▼

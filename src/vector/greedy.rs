//! Greedy vector strategies: parse every element at construction.
//!
//! Both types copy all data out of the buffer up front and never read it
//! again, so with owned element types (`String`, scalars, decoded structs)
//! they remain valid after the buffer is discarded. [`GreedyVector`] is
//! immutable; [`GreedyVectorMut`] supports the full set of list mutations,
//! disconnected from the buffer (no write-through), and is pool-eligible.

use crate::buffer::Buffer;
use crate::context::{ReadContext, SharedFieldContext};
use crate::error::{Error, Result};
use crate::pool::{ObjectPool, PoolElement, Poolable};
use crate::vector::{Element, ReadMode, VectorStrategy, check_index, read_vector_header};

/// Parse all slots of a vector into an owned `Vec`, reusing `into`'s
/// capacity.
fn parse_all<'a, T: Element<'a>>(
    buf: Buffer<'a>,
    pos: usize,
    ctx: &ReadContext,
    into: &mut Vec<T>,
) -> Result<()> {
    let (count, base) = read_vector_header(buf, pos, T::inline_size())?;
    into.clear();
    into.reserve(count);
    for index in 0..count {
        into.push(T::read_at(buf, base + index * T::inline_size(), ctx)?);
    }
    Ok(())
}

/// A vector fully materialized at construction; immutable thereafter.
///
/// # Examples
///
/// ```
/// use flatpeach::buffer::Buffer;
/// use flatpeach::context::{FieldContext, ReadContext};
/// use flatpeach::vector::GreedyVector;
///
/// let mut data = Vec::new();
/// for v in [2u32, 5, 6] {
///     data.extend_from_slice(&v.to_le_bytes());
/// }
/// let vec: GreedyVector<u32> = GreedyVector::new(
///     Buffer::from_slice(&data),
///     0,
///     ReadContext::new(),
///     FieldContext::read_only(),
/// )?;
/// drop(data); // the vector no longer depends on the buffer
/// assert_eq!(vec.get(1)?, 6);
/// # Ok::<(), flatpeach::Error>(())
/// ```
#[derive(Debug, Clone, PartialEq)]
pub struct GreedyVector<T> {
    elems: Vec<T>,
}

impl<T> GreedyVector<T> {
    /// Parse the whole vector whose length prefix starts at `pos`.
    pub fn new<'a>(
        buf: Buffer<'a>,
        pos: usize,
        ctx: ReadContext,
        field: SharedFieldContext,
    ) -> Result<Self>
    where
        T: Element<'a>,
    {
        let _ = field; // greedy vectors never write through
        let mut elems = Vec::new();
        parse_all(buf, pos, &ctx, &mut elems)?;
        Ok(Self { elems })
    }

    /// Number of elements.
    #[inline]
    pub fn count(&self) -> usize {
        self.elems.len()
    }

    /// Whether the vector has no elements.
    #[inline]
    pub fn is_empty(&self) -> bool {
        self.elems.is_empty()
    }

    /// A borrowed view of the element at `index`.
    pub fn get_ref(&self, index: usize) -> Result<&T> {
        check_index(index, self.elems.len())?;
        Ok(&self.elems[index])
    }

    /// The element at `index`, by clone.
    pub fn get(&self, index: usize) -> Result<T>
    where
        T: Clone,
    {
        self.get_ref(index).cloned()
    }

    /// Iterate over the materialized elements.
    pub fn iter(&self) -> std::slice::Iter<'_, T> {
        self.elems.iter()
    }

    /// The materialized elements as a slice.
    #[inline]
    pub fn as_slice(&self) -> &[T] {
        &self.elems
    }
}

impl<'a, T: Element<'a> + Clone> VectorStrategy<'a, T> for GreedyVector<T> {
    fn count(&self) -> usize {
        self.elems.len()
    }

    fn get(&self, index: usize) -> Result<T> {
        GreedyVector::get(self, index)
    }

    // set: default NotMutable.

    fn mode(&self) -> ReadMode {
        ReadMode::Greedy
    }
}

/// A fully-materialized, fully-mutable vector, disconnected from the buffer.
///
/// `set`, [`push`](Self::push), [`insert`](Self::insert),
/// [`remove`](Self::remove), and [`clear`](Self::clear) all mutate the owned
/// element list only; nothing is ever written back to the wire bytes. The
/// count is therefore mutable, unlike every other strategy. Instances are
/// pool-eligible through [`ObjectPool`].
#[derive(Debug, Clone, PartialEq)]
pub struct GreedyVectorMut<T> {
    elems: Vec<T>,
}

// Manual impl: the derive would demand `T: Default`, which pooled handle
// elements do not provide.
impl<T> Default for GreedyVectorMut<T> {
    fn default() -> Self {
        Self::new()
    }
}

impl<T> GreedyVectorMut<T> {
    /// An empty vector, ready for [`refill`](Self::refill) or manual
    /// population.
    pub fn new() -> Self {
        Self { elems: Vec::new() }
    }

    /// Parse the whole vector whose length prefix starts at `pos`.
    pub fn from_buffer<'a>(
        buf: Buffer<'a>,
        pos: usize,
        ctx: ReadContext,
        field: SharedFieldContext,
    ) -> Result<Self>
    where
        T: Element<'a>,
    {
        let _ = field;
        let mut vec = Self::new();
        parse_all(buf, pos, &ctx, &mut vec.elems)?;
        Ok(vec)
    }

    /// Re-parse from a buffer in place, reusing the allocation. Intended for
    /// pooled instances being bound to new data.
    pub fn refill<'a>(&mut self, buf: Buffer<'a>, pos: usize, ctx: ReadContext) -> Result<()>
    where
        T: Element<'a>,
    {
        parse_all(buf, pos, &ctx, &mut self.elems)
    }

    /// Current number of elements.
    #[inline]
    pub fn count(&self) -> usize {
        self.elems.len()
    }

    /// Whether the vector has no elements.
    #[inline]
    pub fn is_empty(&self) -> bool {
        self.elems.is_empty()
    }

    /// A borrowed view of the element at `index`.
    pub fn get_ref(&self, index: usize) -> Result<&T> {
        check_index(index, self.elems.len())?;
        Ok(&self.elems[index])
    }

    /// The element at `index`, by clone.
    pub fn get(&self, index: usize) -> Result<T>
    where
        T: Clone,
    {
        self.get_ref(index).cloned()
    }

    /// Replace the element at `index`.
    pub fn set(&mut self, index: usize, value: T) -> Result<()> {
        check_index(index, self.elems.len())?;
        self.elems[index] = value;
        Ok(())
    }

    /// Append an element.
    pub fn push(&mut self, value: T) {
        self.elems.push(value);
    }

    /// Insert an element at `index`, shifting later elements right.
    /// `index == count` appends.
    pub fn insert(&mut self, index: usize, value: T) -> Result<()> {
        if index > self.elems.len() {
            return Err(Error::IndexOutOfRange {
                index,
                count: self.elems.len(),
            });
        }
        self.elems.insert(index, value);
        Ok(())
    }

    /// Remove and return the element at `index`, shifting later elements
    /// left.
    pub fn remove(&mut self, index: usize) -> Result<T> {
        check_index(index, self.elems.len())?;
        Ok(self.elems.remove(index))
    }

    /// Remove all elements, keeping the allocation.
    pub fn clear(&mut self) {
        self.elems.clear();
    }

    /// Iterate over the materialized elements.
    pub fn iter(&self) -> std::slice::Iter<'_, T> {
        self.elems.iter()
    }

    /// The materialized elements as a slice.
    #[inline]
    pub fn as_slice(&self) -> &[T] {
        &self.elems
    }
}

impl<'a, T: Element<'a> + Clone> VectorStrategy<'a, T> for GreedyVectorMut<T> {
    fn count(&self) -> usize {
        self.elems.len()
    }

    fn get(&self, index: usize) -> Result<T> {
        GreedyVectorMut::get(self, index)
    }

    fn set(&mut self, index: usize, value: T) -> Result<()> {
        GreedyVectorMut::set(self, index, value)
    }

    fn mode(&self) -> ReadMode {
        ReadMode::GreedyMutable
    }
}

impl<T: PoolElement> Poolable for GreedyVectorMut<T> {
    /// Recursively hand poolable children back, then empty the list. The
    /// allocation is kept for the next loan.
    fn reset(&mut self, pool: &ObjectPool) {
        for elem in self.elems.drain(..) {
            elem.release(pool);
        }
    }
}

▲

THE TASK: Copy out every line from the material above in which the word "never" appears.

TASK RESULT:
//! Both types copy all data out of the buffer up front and never read it
        let _ = field; // greedy vectors never write through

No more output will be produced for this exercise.